-- Instructions to follow --
From the records that follow, copy every line in which "message" appears.

++++

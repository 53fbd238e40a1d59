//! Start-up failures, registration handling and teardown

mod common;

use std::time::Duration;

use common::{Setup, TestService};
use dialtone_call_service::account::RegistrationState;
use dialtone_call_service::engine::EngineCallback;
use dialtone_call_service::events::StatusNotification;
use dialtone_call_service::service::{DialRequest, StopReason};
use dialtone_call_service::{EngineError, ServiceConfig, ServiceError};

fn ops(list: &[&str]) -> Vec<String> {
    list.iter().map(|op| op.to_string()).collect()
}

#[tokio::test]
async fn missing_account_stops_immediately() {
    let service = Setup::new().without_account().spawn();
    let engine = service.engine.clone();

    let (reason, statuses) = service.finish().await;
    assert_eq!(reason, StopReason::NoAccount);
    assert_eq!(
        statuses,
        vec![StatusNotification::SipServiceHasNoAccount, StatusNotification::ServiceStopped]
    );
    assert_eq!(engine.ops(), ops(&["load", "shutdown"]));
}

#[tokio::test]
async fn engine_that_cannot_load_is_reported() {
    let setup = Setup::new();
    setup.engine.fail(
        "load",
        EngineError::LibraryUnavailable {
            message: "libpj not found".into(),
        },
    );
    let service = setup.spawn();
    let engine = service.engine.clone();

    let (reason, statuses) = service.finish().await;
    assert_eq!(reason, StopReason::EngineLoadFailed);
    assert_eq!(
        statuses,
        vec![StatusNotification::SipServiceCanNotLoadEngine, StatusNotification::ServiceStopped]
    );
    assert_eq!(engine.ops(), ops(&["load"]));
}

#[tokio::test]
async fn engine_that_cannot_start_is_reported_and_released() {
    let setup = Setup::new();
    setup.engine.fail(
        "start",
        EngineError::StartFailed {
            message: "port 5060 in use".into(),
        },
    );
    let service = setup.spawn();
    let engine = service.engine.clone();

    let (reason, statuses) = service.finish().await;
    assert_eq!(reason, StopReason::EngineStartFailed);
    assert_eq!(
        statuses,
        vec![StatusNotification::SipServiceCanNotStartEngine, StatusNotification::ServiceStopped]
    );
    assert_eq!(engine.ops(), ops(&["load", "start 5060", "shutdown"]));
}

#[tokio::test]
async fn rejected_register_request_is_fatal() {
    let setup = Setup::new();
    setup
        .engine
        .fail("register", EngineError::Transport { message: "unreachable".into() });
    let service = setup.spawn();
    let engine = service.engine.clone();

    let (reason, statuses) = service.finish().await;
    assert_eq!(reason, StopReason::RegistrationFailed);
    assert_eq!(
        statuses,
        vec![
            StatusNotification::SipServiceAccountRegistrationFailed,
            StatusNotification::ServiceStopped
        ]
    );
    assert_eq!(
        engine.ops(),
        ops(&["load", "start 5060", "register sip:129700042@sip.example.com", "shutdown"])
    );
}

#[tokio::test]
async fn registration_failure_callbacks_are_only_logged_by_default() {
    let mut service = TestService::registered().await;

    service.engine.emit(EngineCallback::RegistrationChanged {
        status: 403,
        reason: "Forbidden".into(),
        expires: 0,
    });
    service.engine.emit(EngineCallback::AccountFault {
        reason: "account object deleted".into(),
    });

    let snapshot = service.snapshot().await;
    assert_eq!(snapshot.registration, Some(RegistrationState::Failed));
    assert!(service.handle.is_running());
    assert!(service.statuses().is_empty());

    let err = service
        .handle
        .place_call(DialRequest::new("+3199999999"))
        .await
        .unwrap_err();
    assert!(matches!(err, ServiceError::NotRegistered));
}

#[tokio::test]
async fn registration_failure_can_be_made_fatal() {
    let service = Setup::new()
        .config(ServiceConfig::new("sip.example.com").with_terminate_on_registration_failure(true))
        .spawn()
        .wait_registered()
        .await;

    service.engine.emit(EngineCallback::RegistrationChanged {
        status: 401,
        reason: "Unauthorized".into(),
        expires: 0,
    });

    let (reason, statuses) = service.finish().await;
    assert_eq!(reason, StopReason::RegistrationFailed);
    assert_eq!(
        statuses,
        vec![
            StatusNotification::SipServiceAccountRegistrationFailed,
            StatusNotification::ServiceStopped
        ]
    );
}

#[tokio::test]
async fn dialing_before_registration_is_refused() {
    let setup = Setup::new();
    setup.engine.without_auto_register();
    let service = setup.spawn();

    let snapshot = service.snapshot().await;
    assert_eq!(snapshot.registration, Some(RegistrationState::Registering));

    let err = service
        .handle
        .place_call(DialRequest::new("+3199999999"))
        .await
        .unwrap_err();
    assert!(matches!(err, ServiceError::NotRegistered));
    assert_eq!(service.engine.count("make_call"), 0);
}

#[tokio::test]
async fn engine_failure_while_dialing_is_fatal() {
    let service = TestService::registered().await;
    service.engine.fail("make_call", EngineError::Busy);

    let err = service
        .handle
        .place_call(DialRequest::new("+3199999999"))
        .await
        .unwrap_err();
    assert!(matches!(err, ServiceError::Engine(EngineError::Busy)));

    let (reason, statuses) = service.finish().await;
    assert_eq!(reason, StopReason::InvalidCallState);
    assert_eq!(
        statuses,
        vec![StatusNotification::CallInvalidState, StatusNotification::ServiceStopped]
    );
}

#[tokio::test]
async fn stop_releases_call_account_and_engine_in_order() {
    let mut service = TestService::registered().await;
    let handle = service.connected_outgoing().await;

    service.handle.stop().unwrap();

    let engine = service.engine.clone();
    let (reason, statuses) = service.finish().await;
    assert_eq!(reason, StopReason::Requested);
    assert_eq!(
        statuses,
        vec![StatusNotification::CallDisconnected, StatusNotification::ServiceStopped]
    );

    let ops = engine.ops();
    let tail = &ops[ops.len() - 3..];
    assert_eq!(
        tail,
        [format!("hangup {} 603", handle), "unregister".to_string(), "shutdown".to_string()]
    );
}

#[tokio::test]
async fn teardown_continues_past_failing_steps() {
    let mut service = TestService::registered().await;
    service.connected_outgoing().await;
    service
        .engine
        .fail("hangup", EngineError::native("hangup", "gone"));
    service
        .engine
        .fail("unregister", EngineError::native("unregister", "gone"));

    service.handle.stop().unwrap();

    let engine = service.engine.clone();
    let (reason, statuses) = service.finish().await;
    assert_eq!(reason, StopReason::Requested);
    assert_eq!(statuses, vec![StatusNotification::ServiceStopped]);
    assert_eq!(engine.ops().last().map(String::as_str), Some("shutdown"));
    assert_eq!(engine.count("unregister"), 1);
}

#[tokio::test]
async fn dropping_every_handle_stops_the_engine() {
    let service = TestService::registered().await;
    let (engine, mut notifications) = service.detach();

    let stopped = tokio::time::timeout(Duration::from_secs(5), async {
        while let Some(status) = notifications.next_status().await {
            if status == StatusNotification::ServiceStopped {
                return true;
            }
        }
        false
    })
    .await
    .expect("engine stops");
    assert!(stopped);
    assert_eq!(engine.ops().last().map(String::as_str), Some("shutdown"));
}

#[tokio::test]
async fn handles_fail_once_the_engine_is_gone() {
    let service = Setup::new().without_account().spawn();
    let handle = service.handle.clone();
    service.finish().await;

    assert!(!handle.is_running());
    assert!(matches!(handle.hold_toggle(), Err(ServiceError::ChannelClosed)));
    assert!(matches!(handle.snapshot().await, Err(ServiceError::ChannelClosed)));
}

++++

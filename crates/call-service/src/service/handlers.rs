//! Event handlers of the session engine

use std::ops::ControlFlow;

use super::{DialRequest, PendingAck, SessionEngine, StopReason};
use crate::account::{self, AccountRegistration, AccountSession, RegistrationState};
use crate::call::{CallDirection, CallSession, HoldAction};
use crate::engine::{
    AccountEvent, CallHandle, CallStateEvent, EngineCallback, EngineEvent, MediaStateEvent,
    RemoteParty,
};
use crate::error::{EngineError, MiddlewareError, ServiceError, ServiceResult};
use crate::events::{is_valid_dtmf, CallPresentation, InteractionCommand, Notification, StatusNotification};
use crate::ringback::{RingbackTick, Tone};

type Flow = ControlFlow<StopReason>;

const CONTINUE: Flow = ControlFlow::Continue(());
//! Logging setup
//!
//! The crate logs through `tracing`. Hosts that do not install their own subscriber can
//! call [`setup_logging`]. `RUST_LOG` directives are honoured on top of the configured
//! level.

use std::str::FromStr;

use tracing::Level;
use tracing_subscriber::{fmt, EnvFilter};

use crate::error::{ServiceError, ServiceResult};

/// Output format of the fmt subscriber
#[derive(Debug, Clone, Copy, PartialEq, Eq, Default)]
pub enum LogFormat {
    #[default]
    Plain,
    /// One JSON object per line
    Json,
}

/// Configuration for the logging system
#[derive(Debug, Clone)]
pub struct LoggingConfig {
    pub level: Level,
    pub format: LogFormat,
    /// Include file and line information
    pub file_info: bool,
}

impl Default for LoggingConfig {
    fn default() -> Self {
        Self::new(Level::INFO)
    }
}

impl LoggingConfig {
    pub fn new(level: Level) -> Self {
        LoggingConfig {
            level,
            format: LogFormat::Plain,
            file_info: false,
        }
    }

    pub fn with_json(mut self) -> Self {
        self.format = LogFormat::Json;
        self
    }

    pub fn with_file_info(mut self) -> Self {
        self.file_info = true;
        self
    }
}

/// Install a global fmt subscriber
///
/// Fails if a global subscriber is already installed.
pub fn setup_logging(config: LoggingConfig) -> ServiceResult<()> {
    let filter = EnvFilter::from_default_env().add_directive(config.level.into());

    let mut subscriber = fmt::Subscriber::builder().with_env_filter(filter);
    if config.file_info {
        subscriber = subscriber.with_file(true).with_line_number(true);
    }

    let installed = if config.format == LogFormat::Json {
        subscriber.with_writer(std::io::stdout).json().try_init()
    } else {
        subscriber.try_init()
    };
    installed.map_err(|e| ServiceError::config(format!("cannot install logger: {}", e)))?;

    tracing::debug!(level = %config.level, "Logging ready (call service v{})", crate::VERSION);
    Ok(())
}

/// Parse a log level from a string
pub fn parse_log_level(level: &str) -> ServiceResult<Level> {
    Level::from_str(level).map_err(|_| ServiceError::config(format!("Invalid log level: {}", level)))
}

++++

-- Completed task --
            message: "libpj not found".into(),
            message: "port 5060 in use".into(),
        .fail("register", EngineError::Transport { message: "unreachable".into() });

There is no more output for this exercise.